NCRI

Iran regime still blocking ‘tens of thousands’ of websites, study finds

internet-cafe

internet-cafe

internet-cafe

Iran continues to block tens of thousands of websites, especially international news sources and those involving opposition to the regime, ethnic and religious minorities and human rights groups, a new study has found.

The regime also has a complete block on Western social media, including Facebook, YouTube, Twitter, and Flickr.

The findings come in a new ‘Freedom of the Net 2014’ report that surveys 65 governments and their policies regarding the filtering or censoring of online content.

It also looks at the types of electronic surveillance they conduct and how they punish citizens whose online activities they disapprove of.

In reference to Iran, the report said: “The Iranian authorities continued to restrict access to tens of thousands of websites in 2014, particularly those of international news sources, the opposition, ethnic and religious minorities, and human rights groups.

“According to a member of the Committee to Determine Instances of the Criminal Contents (CDICC), an average of 1,500 websites with content considered anti-Islamic are filtered every month.”

The report said that the “censorship remains stable” despite “raised expectations that Rouhani would ease restrictions on online speech.”

A CDICC member had described Facebook as ‘a project of the CIA in an attempt to collect data from individuals around the world’, and branded founder Mark Zuckerberg ‘a leading Zionist’, the report said.

The Iranian government had also blocked access to two of Iran’s most popular instant messaging and communication services – WeChat and Viber.
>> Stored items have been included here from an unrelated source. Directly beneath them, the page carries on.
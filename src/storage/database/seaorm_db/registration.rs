use crate::core::models::{
    Account, DoctorProfile, NewDoctorProfile, NewPatientProfile, PatientProfile, Role,
};
use crate::utils::error::Result;
use sea_orm::*;
use tracing::debug;
use uuid::Uuid;

use super::super::entities::{account, doctor, patient};
use super::types::{RegistrationTx, SeaOrmDatabase};

impl SeaOrmDatabase {
    /// Start the transaction an account and its profile are created in
    pub async fn begin_registration(&self) -> Result<RegistrationTx> {
        let txn = self.db.begin().await?;
        Ok(RegistrationTx { txn })
    }
}

impl RegistrationTx {
    pub async fn insert_account(
        &self,
        email: &str,
        password_hash: &str,
        role: Role,
    ) -> Result<Account> {
        debug!("Inserting {} account: {}", role, email);

        let model = account::Model::new_active(email, password_hash, role)
            .insert(&self.txn)
            .await?;
        model.to_domain()
    }

    pub async fn insert_doctor(
        &self,
        account_id: Uuid,
        profile: &NewDoctorProfile,
    ) -> Result<DoctorProfile> {
        let model = doctor::Model::new_active(account_id, profile)
            .insert(&self.txn)
            .await?;
        Ok(model.to_domain())
    }

    pub async fn insert_patient(
        &self,
        account_id: Uuid,
        profile: &NewPatientProfile,
    ) -> Result<PatientProfile> {
        let model = patient::Model::new_active(account_id, profile)
            .insert(&self.txn)
            .await?;
        Ok(model.to_domain())
    }

    pub async fn commit(self) -> Result<()> {
        self.txn.commit().await?;
        Ok(())
    }

    pub async fn rollback(self) -> Result<()> {
        self.txn.rollback().await?;
        Ok(())
    }
}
Cryptocat, a tool popular with human rights activists and journalists that allows secure and encrypted chat, was also blocked, showing that the regime is panicked by communication channels it cannot monitor, the study added.

It said: “The Iranian authorities employ a centralized filtering system that can effectively block a website within a few hours across the entire network in Iran.

“Private ISPs are forced to either use the bandwidth provided by the government or route traffic containing site-visit requests through government-issued filtering boxes developed by software companies inside Iran. The filtering boxes search for banned text strings—either keywords or domain names—in the URL requests submitted by users, and block access accordingly.

“The Iranian government has intensified its fight against the use of circumvention tools. The use of such tools is considered to be illegal, although many ignore this. According to the most recent statistics, 45 percent of Iranian users utilize VPNs to bypass censorship, and 41 percent use other circumvention methods to access blocked content.”